--- Records supplied ---
^^^^

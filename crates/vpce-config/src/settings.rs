//! User settings (`<config dir>/config.yaml`)

use crate::error::{ConfigError, Result};
use crate::get_config_dir;
use serde::{Deserialize, Serialize};
use std::path::{Path, PathBuf};
use std::str::FromStr;

const SETTINGS_FILE: &str = "config.yaml";
const DEFAULT_OUTPUT_DIR: &str = "vpce.out";

/// Serialization format for templates printed to stdout
#[derive(Debug, Clone, Copy, Default, PartialEq, Eq, Serialize, Deserialize)]
#[serde(rename_all = "lowercase")]
pub enum OutputFormat {
    #[default]
    Json,
    Yaml,
}

impl FromStr for OutputFormat {
    type Err = String;

    fn from_str(s: &str) -> std::result::Result<Self, Self::Err> {
        match s.to_ascii_lowercase().as_str() {
            "json" => Ok(OutputFormat::Json),
            "yaml" | "yml" => Ok(OutputFormat::Yaml),
            other => Err(format!("unknown format '{}' (expected json or yaml)", other)),
        }
    }
}

impl std::fmt::Display for OutputFormat {
    fn fmt(&self, f: &mut std::fmt::Formatter<'_>) -> std::fmt::Result {
        match self {
            OutputFormat::Json => write!(f, "json"),
            OutputFormat::Yaml => write!(f, "yaml"),
        }
    }
}

/// Settings shared by every `vpce` invocation
///
/// ```yaml
/// output-dir: cdk.out
/// format: yaml
/// default-stack-id: ProducerStack
/// ```
#[derive(Debug, Clone, PartialEq, Eq, Serialize, Deserialize)]
#[serde(default, rename_all = "kebab-case")]
pub struct Settings {
    /// Where `synth` writes templates, relative to the working directory
    pub output_dir: PathBuf,

    pub format: OutputFormat,

    /// Stack id for the built-in definition when `--stack-id` is not given
    pub default_stack_id: Option<String>,
}

impl Default for Settings {
    fn default() -> Self {
        Self {
            output_dir: PathBuf::from(DEFAULT_OUTPUT_DIR),
            format: OutputFormat::default(),
            default_stack_id: None,
        }
    }
}

impl Settings {
    /// Load the user's settings, falling back to defaults when there is no file
    pub fn load() -> Result<Self> {
        let path = get_config_dir()?.join(SETTINGS_FILE);
        Self::load_from(&path)
    }

    pub fn load_from(path: &Path) -> Result<Self> {
        if !path.exists() {
            tracing::debug!("No settings at {}, using defaults", path.display());
            return Ok(Self::default());
        }

        let content = std::fs::read_to_string(path)?;
        if content.trim().is_empty() {
            return Ok(Self::default());
        }

        let settings: Settings =
            serde_yaml::from_str(&content).map_err(|e| ConfigError::InvalidSettings {
                path: path.to_path_buf(),
                message: e.to_string(),
            })?;
        tracing::debug!("Loaded settings from {}", path.display());
        Ok(settings)
    }
}
//! Load balancers, endpoint service and outputs

use super::{BalancerIds, Synthesizer};
use crate::error::Result;
use crate::intrinsic::{account_root_arn, fn_get_att, fn_join, fn_ref};
use crate::template::{Export, Output, Resource};
use serde_json::{Value, json};
use vpce_core::{StackError, SubnetType};

impl Synthesizer<'_> {
    /// One NLB per definition, each with its own TCP listener and IP target
    /// group on the service port
    pub(super) fn synth_load_balancers(&mut self) -> Result<()> {
        let stack = self.stack;
        let port = stack.service.port;

        for lb in &stack.load_balancers {
            let lb_path = self.root.child(&lb.name);
            let subnets: Vec<Value> = self
                .network
                .subnets_of(lb.subnets)
                .into_iter()
                .map(fn_ref)
                .collect();

            let mut resource = Resource::new("AWS::ElasticLoadBalancingV2::LoadBalancer")
                .with_properties(json!({
                    "LoadBalancerAttributes": [
                        { "Key": "deletion_protection.enabled", "Value": "false" }
                    ],
                    "Scheme": lb.scheme(),
                    "Subnets": subnets,
                    "Type": "network",
                }));
            // Internet-facing nodes need the internet routes in place first
            if lb.internet_facing && lb.subnets == SubnetType::Public {
                for route in &self.network.public_routes {
                    resource = resource.depends_on(route.clone());
                }
            }
            let load_balancer = self.emit(&lb_path.child("Resource"), resource)?;

            let target_group = self.emit(
                &self.root.child(&lb.target_group).child("Resource"),
                Resource::new("AWS::ElasticLoadBalancingV2::TargetGroup").with_properties(json!({
                    "Port": port,
                    "Protocol": "TCP",
                    "TargetType": "ip",
                    "VpcId": fn_ref(&self.network.vpc),
                })),
            )?;

            let listener = self.emit(
                &lb_path.child(&lb.listener).child("Resource"),
                Resource::new("AWS::ElasticLoadBalancingV2::Listener").with_properties(json!({
                    "DefaultActions": [
                        { "TargetGroupArn": fn_ref(&target_group), "Type": "forward" }
                    ],
                    "LoadBalancerArn": fn_ref(&load_balancer),
                    "Port": port,
                    "Protocol": "TCP",
                })),
            )?;

            self.balancers.insert(
                lb.name.clone(),
                BalancerIds {
                    load_balancer,
                    target_group,
                    listener,
                },
            );
        }

        Ok(())
    }

    /// Endpoint service in front of one load balancer, plus the allow-list
    pub(super) fn synth_endpoint_service(&mut self) -> Result<()> {
        let stack = self.stack;
        let Some(endpoint) = &stack.endpoint_service else {
            return Ok(());
        };
        let balancer = self.balancer(&endpoint.load_balancer)?.load_balancer;
        let path = self.root.child(&endpoint.name);

        let mut resource =
            Resource::new("AWS::EC2::VPCEndpointService").with_properties(json!({
                "AcceptanceRequired": endpoint.acceptance_required,
                "NetworkLoadBalancerArns": [fn_ref(&balancer)],
            }));
        if let Some(name) = &endpoint.service_name {
            resource = resource.with_metadata(json!({ "vpce:service-name": name }));
        }
        let service = self.emit(&path.child("Resource"), resource)?;

        // An empty principal list is rejected by CloudFormation
        if endpoint.allowed_accounts.is_empty() {
            tracing::debug!("No allowed accounts for {}, skipping permissions", endpoint.name);
            return Ok(());
        }

        let principals: Vec<Value> = endpoint
            .allowed_accounts
            .iter()
            .map(|account| account_root_arn(account))
            .collect();
        self.emit(
            &path.child("Permissions"),
            Resource::new("AWS::EC2::VPCEndpointServicePermissions").with_properties(json!({
                "AllowedPrincipals": principals,
                "ServiceId": fn_ref(&service),
            })),
        )?;

        Ok(())
    }

    /// `scheme://<dns name>` outputs, exported under their export names
    pub(super) fn synth_outputs(&mut self) -> Result<()> {
        let stack = self.stack;

        for spec in &stack.outputs {
            let balancer = self.balancer(&spec.load_balancer)?.load_balancer;
            let dns_name = fn_get_att(&balancer, "DNSName");
            let value = match &spec.scheme {
                Some(scheme) => fn_join("", vec![Value::from(format!("{}://", scheme)), dns_name]),
                None => dns_name,
            };

            let output = Output {
                description: spec.description.clone(),
                value,
                export: spec.export_name.as_ref().map(|name| Export { name: name.clone() }),
            };
            self.template
                .add_output(self.root.child(&spec.name).logical_id(), output)?;
        }

        Ok(())
    }

    fn balancer(&self, name: &str) -> Result<BalancerIds> {
        self.balancers
            .get(name)
            .cloned()
            .ok_or_else(|| StackError::UnknownLoadBalancer(name.to_string()).into())
    }
}
//! Project root discovery
//!
//! A project is a directory holding `stack.kdl` (or `.vpce/stack.kdl`).

use crate::error::{Result, StackError};
use crate::model::StackSpec;
use crate::parser::parse_kdl_file;
use std::path::{Path, PathBuf};
use tracing::{debug, info, warn};

const STACK_FILE: &str = "stack.kdl";
const HIDDEN_STACK_FILE: &str = ".vpce/stack.kdl";

/// Locate the project root
///
/// Search order:
/// 1. `VPCE_PROJECT_ROOT`
/// 2. the current directory and its ancestors, looking for `stack.kdl`
///    or `.vpce/stack.kdl`
#[tracing::instrument]
pub fn find_project_root() -> Result<PathBuf> {
    if let Ok(root) = std::env::var("VPCE_PROJECT_ROOT") {
        let path = PathBuf::from(&root);
        debug!(env_root = %root, "Checking VPCE_PROJECT_ROOT");
        if stack_file_in(&path).is_some() {
            info!(project_root = %path.display(), "Found project root from environment variable");
            return Ok(path);
        }
    }

    let start_dir = std::env::current_dir()?;
    let mut current = start_dir.clone();
    debug!(start_dir = %start_dir.display(), "Searching for project root");

    loop {
        if stack_file_in(&current).is_some() {
            info!(project_root = %current.display(), "Found project root");
            return Ok(current);
        }

        if !current.pop() {
            break;
        }
    }

    warn!(start_dir = %start_dir.display(), "Project root not found");
    Err(StackError::ProjectRootNotFound(start_dir))
}

/// The stack file inside a project root, if there is one
pub fn stack_file_in(root: &Path) -> Option<PathBuf> {
    [STACK_FILE, HIDDEN_STACK_FILE]
        .iter()
        .map(|name| root.join(name))
        .find(|path| path.is_file())
}

/// Load the stack definition of a project root
#[tracing::instrument(skip(project_root), fields(project_root = %project_root.display()))]
pub fn load_project(project_root: &Path) -> Result<StackSpec> {
    let file = stack_file_in(project_root)
        .ok_or_else(|| StackError::ProjectRootNotFound(project_root.to_path_buf()))?;
    info!(file = %file.display(), "Loading stack definition");
    parse_kdl_file(file)
}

^^^^

--- The problem ---
Up to and including the line with "printed to stdout", reproduce the material above exactly as it appears, starting from its first line.

--- Output for this task ---
filename crates/vpce-config/src/settings.rs
//! User settings (`<config dir>/config.yaml`)

use crate::error::{ConfigError, Result};
use crate::get_config_dir;
use serde::{Deserialize, Serialize};
use std::path::{Path, PathBuf};
use std::str::FromStr;

const SETTINGS_FILE: &str = "config.yaml";
const DEFAULT_OUTPUT_DIR: &str = "vpce.out";

/// Serialization format for templates printed to stdout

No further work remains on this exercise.